Task item: Examine the records and identify each line that includes the string "already". Copy those lines.

--- Records provided Enclosed Below ---

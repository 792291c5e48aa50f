//! Geographic / cartesian coordinate pair with unit and reference-system tags.
//!
//! A [`Point`] is a value type: `Copy`, no shared ownership.  Every
//! conversion comes in two flavours, a copy-returning `to_*` method and a
//! mutating `to_*_in_place` method.  Geometry functions always return new
//! points.
//!
//! Under [`GeoReferenceSystem::LatLon`] the pair is `[longitude, latitude]`;
//! under [`GeoReferenceSystem::Cartesian`] it is planar `[x, y]` and the unit
//! tag carries no meaning.

use std::f64::consts::{FRAC_PI_2, FRAC_PI_4, PI};
use std::fmt;
use std::str::FromStr;

use crate::{GeoError, GeoResult};

/// Mean Earth radius in metres.  Used by every distance, destination and
/// projection formula in the workspace.
pub const EARTH_RADIUS_M: f64 = 6_371_000.0;

/// Projection radius in kilometres for the Mercator-like cartesian form.
const PROJECTION_RADIUS_KM: f64 = EARTH_RADIUS_M / 1000.0;

// ── Tags ──────────────────────────────────────────────────────────────────────

/// Whether a point's coordinates are spherical or planar.
#[derive(Copy, Clone, PartialEq, Eq, Hash, Debug, Default)]
#[cfg_attr(feature = "serde", derive(serde::Serialize, serde::Deserialize))]
#[cfg_attr(feature = "serde", serde(rename_all = "lowercase"))]
pub enum GeoReferenceSystem {
    /// Longitude / latitude on the Earth's surface.
    #[default]
    LatLon,
    /// Euclidean plane.
    Cartesian,
}

impl GeoReferenceSystem {
    pub fn as_str(self) -> &'static str {
        match self {
            GeoReferenceSystem::LatLon    => "latlon",
            GeoReferenceSystem::Cartesian => "cartesian",
        }
    }
}

impl fmt::Display for GeoReferenceSystem {
    fn fmt(&self, f: &mut fmt::Formatter<'_>) -> fmt::Result {
        f.write_str(self.as_str())
    }
}

impl FromStr for GeoReferenceSystem {
    type Err = GeoError;

    fn from_str(s: &str) -> GeoResult<Self> {
        match s {
            "latlon"    => Ok(GeoReferenceSystem::LatLon),
            "cartesian" => Ok(GeoReferenceSystem::Cartesian),
            other => Err(GeoError::InvalidArgument(format!(
                "geo reference system must be \"latlon\" or \"cartesian\", got {other:?}"
            ))),
        }
    }
}

/// Angular unit of latlon coordinates.
#[derive(Copy, Clone, PartialEq, Eq, Hash, Debug, Default)]
#[cfg_attr(feature = "serde", derive(serde::Serialize, serde::Deserialize))]
#[cfg_attr(feature = "serde", serde(rename_all = "lowercase"))]
pub enum CoordinatesUnit {
    #[default]
    Radians,
    Degrees,
}

impl CoordinatesUnit {
    pub fn as_str(self) -> &'static str {
        match self {
            CoordinatesUnit::Radians => "radians",
            CoordinatesUnit::Degrees => "degrees",
        }
    }

    /// Inclusive `(longitude, latitude)` magnitude bounds for this unit.
    #[inline]
    pub fn bounds(self) -> (f64, f64) {
        match self {
            CoordinatesUnit::Radians => (PI, FRAC_PI_2),
            CoordinatesUnit::Degrees => (180.0, 90.0),
        }
    }
}

impl fmt::Display for CoordinatesUnit {
    fn fmt(&self, f: &mut fmt::Formatter<'_>) -> fmt::Result {
        f.write_str(self.as_str())
    }
}

impl FromStr for CoordinatesUnit {
    type Err = GeoError;

    fn from_str(s: &str) -> GeoResult<Self> {
        match s {
            "radians" => Ok(CoordinatesUnit::Radians),
            "degrees" => Ok(CoordinatesUnit::Degrees),
            other => Err(GeoError::InvalidArgument(format!(
                "coordinates unit must be \"radians\" or \"degrees\", got {other:?}"
            ))),
        }
    }
}

// ── Point ─────────────────────────────────────────────────────────────────────

/// A coordinate pair tagged with its reference system and unit.
///
/// The pair is the only coordinate state; [`x_lon`](Self::x_lon) and
/// [`y_lat`](Self::y_lat) read straight from it, so index-style writes via
/// [`set`](Self::set) can never leave a stale accessor behind.
#[derive(Copy, Clone, Debug, PartialEq)]
#[cfg_attr(feature = "serde", derive(serde::Serialize, serde::Deserialize))]
pub struct Point {
    coords:    [f64; 2],
    reference: GeoReferenceSystem,
    unit:      CoordinatesUnit,
}

impl Point {
    /// Validating constructor.
    ///
    /// # Errors
    ///
    /// [`GeoError::InvalidArgument`] if a coordinate is not finite or, for
    /// latlon points, lies outside the range of `unit`
    /// (`lon ∈ [-180, 180]`, `lat ∈ [-90, 90]` or the radian equivalents).
    pub fn new(
        x: f64,
        y: f64,
        reference: GeoReferenceSystem,
        unit: CoordinatesUnit,
    ) -> GeoResult<Self> {
        if !x.is_finite() || !y.is_finite() {
            return Err(GeoError::InvalidArgument(format!(
                "coordinates must be finite numbers, got [{x}, {y}]"
            )));
        }
        if reference == GeoReferenceSystem::LatLon {
            let (lon_max, lat_max) = unit.bounds();
            if x.abs() > lon_max || y.abs() > lat_max {
                return Err(GeoError::InvalidArgument(format!(
                    "latlon coordinates [{x}, {y}] out of range for unit {unit} \
                     (|lon| <= {lon_max}, |lat| <= {lat_max})"
                )));
            }
        }
        Ok(Self::raw(x, y, reference, unit))
    }

    /// Latlon point, `lon`/`lat` in `unit`.
    pub fn latlon(lon: f64, lat: f64, unit: CoordinatesUnit) -> GeoResult<Self> {
        Self::new(lon, lat, GeoReferenceSystem::LatLon, unit)
    }

    /// Cartesian point.
    pub fn cartesian(x: f64, y: f64) -> GeoResult<Self> {
        Self::new(x, y, GeoReferenceSystem::Cartesian, CoordinatesUnit::Radians)
    }

    /// Construct from a coordinate slice and textual tags, as the dataset
    /// adapters hand them over.
    ///
    /// # Errors
    ///
    /// [`GeoError::InvalidArgument`] if `coords` is not exactly two elements
    /// long or either tag is not a recognised name.
    pub fn parse(coords: &[f64], reference: &str, unit: &str) -> GeoResult<Self> {
        let [x, y] = pair(coords)?;
        Self::new(x, y, reference.parse()?, unit.parse()?)
    }

    /// Unchecked constructor for results of conversions and formulas.
    #[inline]
    pub(crate) fn raw(x: f64, y: f64, reference: GeoReferenceSystem, unit: CoordinatesUnit) -> Self {
        Self { coords: [x, y], reference, unit }
    }

    // ── Accessors ─────────────────────────────────────────────────────────

    /// X coordinate, or longitude under latlon.
    #[inline]
    pub fn x_lon(&self) -> f64 {
        self.coords[0]
    }

    /// Y coordinate, or latitude under latlon.
    #[inline]
    pub fn y_lat(&self) -> f64 {
        self.coords[1]
    }

    #[inline]
    pub fn coords(&self) -> [f64; 2] {
        self.coords
    }

    #[inline]
    pub fn geo_reference_system(&self) -> GeoReferenceSystem {
        self.reference
    }

    #[inline]
    pub fn coordinates_unit(&self) -> CoordinatesUnit {
        self.unit
    }

    #[inline]
    pub fn is_latlon(&self) -> bool {
        self.reference == GeoReferenceSystem::LatLon
    }

    // ── Setters ───────────────────────────────────────────────────────────

    /// Index-style write: `0` is x / longitude, `1` is y / latitude.
    ///
    /// Setters do not re-validate ranges; `Route::scale` legitimately maps
    /// coordinates into `[0, 1]`.
    pub fn set(&mut self, index: usize, value: f64) -> GeoResult<()> {
        match self.coords.get_mut(index) {
            Some(slot) => {
                *slot = value;
                Ok(())
            }
            None => Err(GeoError::InvalidArgument(format!(
                "point coordinate index must be 0 or 1, got {index}"
            ))),
        }
    }

    #[inline]
    pub fn set_x_lon(&mut self, value: f64) {
        self.coords[0] = value;
    }

    #[inline]
    pub fn set_y_lat(&mut self, value: f64) {
        self.coords[1] = value;
    }

    /// Relabel the reference system without touching the coordinates.
    pub fn set_geo_reference_system(&mut self, reference: GeoReferenceSystem) {
        self.reference = reference;
    }

    /// Relabel the unit without touching the coordinates.
    pub fn set_coordinates_unit(&mut self, unit: CoordinatesUnit) {
        self.unit = unit;
    }

    // ── Unit conversion ───────────────────────────────────────────────────

    /// Copy of this point in degrees.  See [`to_degrees_in_place`](Self::to_degrees_in_place).
    pub fn to_degrees(&self) -> GeoResult<Point> {
        let mut p = *self;
        p.to_degrees_in_place()?;
        Ok(p)
    }

    /// Convert latlon coordinates to degrees.  A point already in degrees is
    /// left unchanged with a warning.
    ///
    /// # Errors
    ///
    /// [`GeoError::InvalidState`] for cartesian points.
    pub fn to_degrees_in_place(&mut self) -> GeoResult<()> {
        self.convert_unit(CoordinatesUnit::Degrees, true)
    }

    /// Copy of this point in radians.  See [`to_radians_in_place`](Self::to_radians_in_place).
    pub fn to_radians(&self) -> GeoResult<Point> {
        let mut p = *self;
        p.to_radians_in_place()?;
        Ok(p)
    }

    /// Convert latlon coordinates to radians.  A point already in radians is
    /// left unchanged with a warning.
    ///
    /// # Errors
    ///
    /// [`GeoError::InvalidState`] for cartesian points.
    pub fn to_radians_in_place(&mut self) -> GeoResult<()> {
        self.convert_unit(CoordinatesUnit::Radians, true)
    }

    /// Copy of this point in `unit`, silently returning an unchanged copy
    /// when it is already there.
    pub fn in_unit(&self, unit: CoordinatesUnit) -> GeoResult<Point> {
        let mut p = *self;
        p.convert_unit(unit, false)?;
        Ok(p)
    }

    fn convert_unit(&mut self, target: CoordinatesUnit, warn_noop: bool) -> GeoResult<()> {
        if !self.is_latlon() {
            return Err(GeoError::InvalidState(format!(
                "coordinates can only be converted to {target} under latlon, point is {}",
                self.reference
            )));
        }
        if self.unit == target {
            if warn_noop {
                log::warn!("point unit conversion: coordinates unit is already {target}");
            }
            return Ok(());
        }
        let convert: fn(f64) -> f64 = match target {
            CoordinatesUnit::Degrees => f64::to_degrees,
            CoordinatesUnit::Radians => f64::to_radians,
        };
        self.coords = [convert(self.coords[0]), convert(self.coords[1])];
        self.unit = target;
        Ok(())
    }

    // ── Projection ────────────────────────────────────────────────────────

    /// Copy of this point projected to cartesian kilometres.
    pub fn to_cartesian(&self) -> GeoResult<Point> {
        let mut p = *self;
        p.to_cartesian_in_place()?;
        Ok(p)
    }

    /// Project latlon coordinates with `x = R·lon`, `y = R·ln(tan(π/4 + lat/2))`,
    /// `R` in kilometres.  A cartesian point is left unchanged with a warning.
    pub fn to_cartesian_in_place(&mut self) -> GeoResult<()> {
        if !self.is_latlon() {
            log::warn!("point projection: geo reference system is already cartesian");
            return Ok(());
        }
        self.convert_unit(CoordinatesUnit::Radians, false)?;
        let [lon, lat] = self.coords;
        self.coords = [
            PROJECTION_RADIUS_KM * lon,
            PROJECTION_RADIUS_KM * (FRAC_PI_4 + lat / 2.0).tan().ln(),
        ];
        self.reference = GeoReferenceSystem::Cartesian;
        Ok(())
    }

    /// Copy of this point unprojected to latlon radians.
    pub fn to_latlon(&self) -> GeoResult<Point> {
        let mut p = *self;
        p.to_latlon_in_place()?;
        Ok(p)
    }

    /// Inverse of [`to_cartesian_in_place`](Self::to_cartesian_in_place); the
    /// result is in radians with the longitude wrapped to `(-π, π]`, so an
    /// `x` beyond `±R·π` lands on the opposite side.  A latlon point is left unchanged with a warning.
    pub fn to_latlon_in_place(&mut self) -> GeoResult<()> {
        if self.is_latlon() {
            log::warn!("point projection: geo reference system is already latlon");
            return Ok(());
        }
        let [x, y] = self.coords;
        self.coords = [
            wrap_lon(x / PROJECTION_RADIUS_KM),
            FRAC_PI_2 - 2.0 * (-y / PROJECTION_RADIUS_KM).exp().atan(),
        ];
        self.reference = GeoReferenceSystem::LatLon;
        self.unit = CoordinatesUnit::Radians;
        Ok(())
    }

    // ── Destination ───────────────────────────────────────────────────────

    /// Destination reached from this point after `distance_m` metres along
    /// initial bearing `bearing_rad`.  See [`add_vector_in_place`](Self::add_vector_in_place).
    pub fn add_vector(&self, distance_m: f64, bearing_rad: f64) -> GeoResult<Point> {
        let mut p = *self;
        p.add_vector_in_place(distance_m, bearing_rad)?;
        Ok(p)
    }

    /// Move this point along a great circle (direct geodesic problem on a
    /// sphere of radius [`EARTH_RADIUS_M`]).  The longitude is normalised to
    /// `(-π, π]` and the point keeps its unit.
    ///
    /// # Errors
    ///
    /// [`GeoError::NotSupported`] for cartesian points.
    pub fn add_vector_in_place(&mut self, distance_m: f64, bearing_rad: f64) -> GeoResult<()> {
        if !self.is_latlon() {
            return Err(GeoError::NotSupported(
                "adding a vector onto a cartesian point".into(),
            ));
        }
        let unit = self.unit;
        self.convert_unit(CoordinatesUnit::Radians, false)?;

        let [lon, lat] = self.coords;
        let angular = distance_m / EARTH_RADIUS_M;
        let lat2 = (lat.sin() * angular.cos() + lat.cos() * angular.sin() * bearing_rad.cos()).asin();
        let lon2 = lon
            + (bearing_rad.sin() * angular.sin() * lat.cos())
                .atan2(angular.cos() - lat.sin() * lat2.sin());
        self.coords = [wrap_lon(lon2), lat2];

        self.convert_unit(unit, false)
    }
}

/// Longitude in radians wrapped to `(-π, π]`.
fn wrap_lon(lon: f64) -> f64 {
    let wrapped = (lon + 3.0 * PI).rem_euclid(2.0 * PI) - PI;
    if wrapped <= -PI { wrapped + 2.0 * PI } else { wrapped }
}

impl fmt::Display for Point {
    fn fmt(&self, f: &mut fmt::Formatter<'_>) -> fmt::Result {
        write!(f, "[{}, {}]", self.coords[0], self.coords[1])
    }
}

/// Raw pairs become latlon points in radians, the default tags.
impl TryFrom<[f64; 2]> for Point {
    type Error = GeoError;

    fn try_from([x, y]: [f64; 2]) -> GeoResult<Self> {
        Self::new(x, y, GeoReferenceSystem::default(), CoordinatesUnit::default())
    }
}

impl TryFrom<&[f64]> for Point {
    type Error = GeoError;

    fn try_from(coords: &[f64]) -> GeoResult<Self> {
        Point::try_from(pair(coords)?)
    }
}

fn pair(coords: &[f64]) -> GeoResult<[f64; 2]> {
    <[f64; 2]>::try_from(coords).map_err(|_| {
        GeoError::InvalidArgument(format!(
            "coordinates need exactly two elements, got {}",
            coords.len()
        ))
    })
}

--- End of Enclosed Records provided ---

Task output:
    /// Convert latlon coordinates to degrees.  A point already in degrees is
    /// Convert latlon coordinates to radians.  A point already in radians is
    /// when it is already there.
                log::warn!("point unit conversion: coordinates unit is already {target}");
            log::warn!("point projection: geo reference system is already cartesian");
            log::warn!("point projection: geo reference system is already latlon");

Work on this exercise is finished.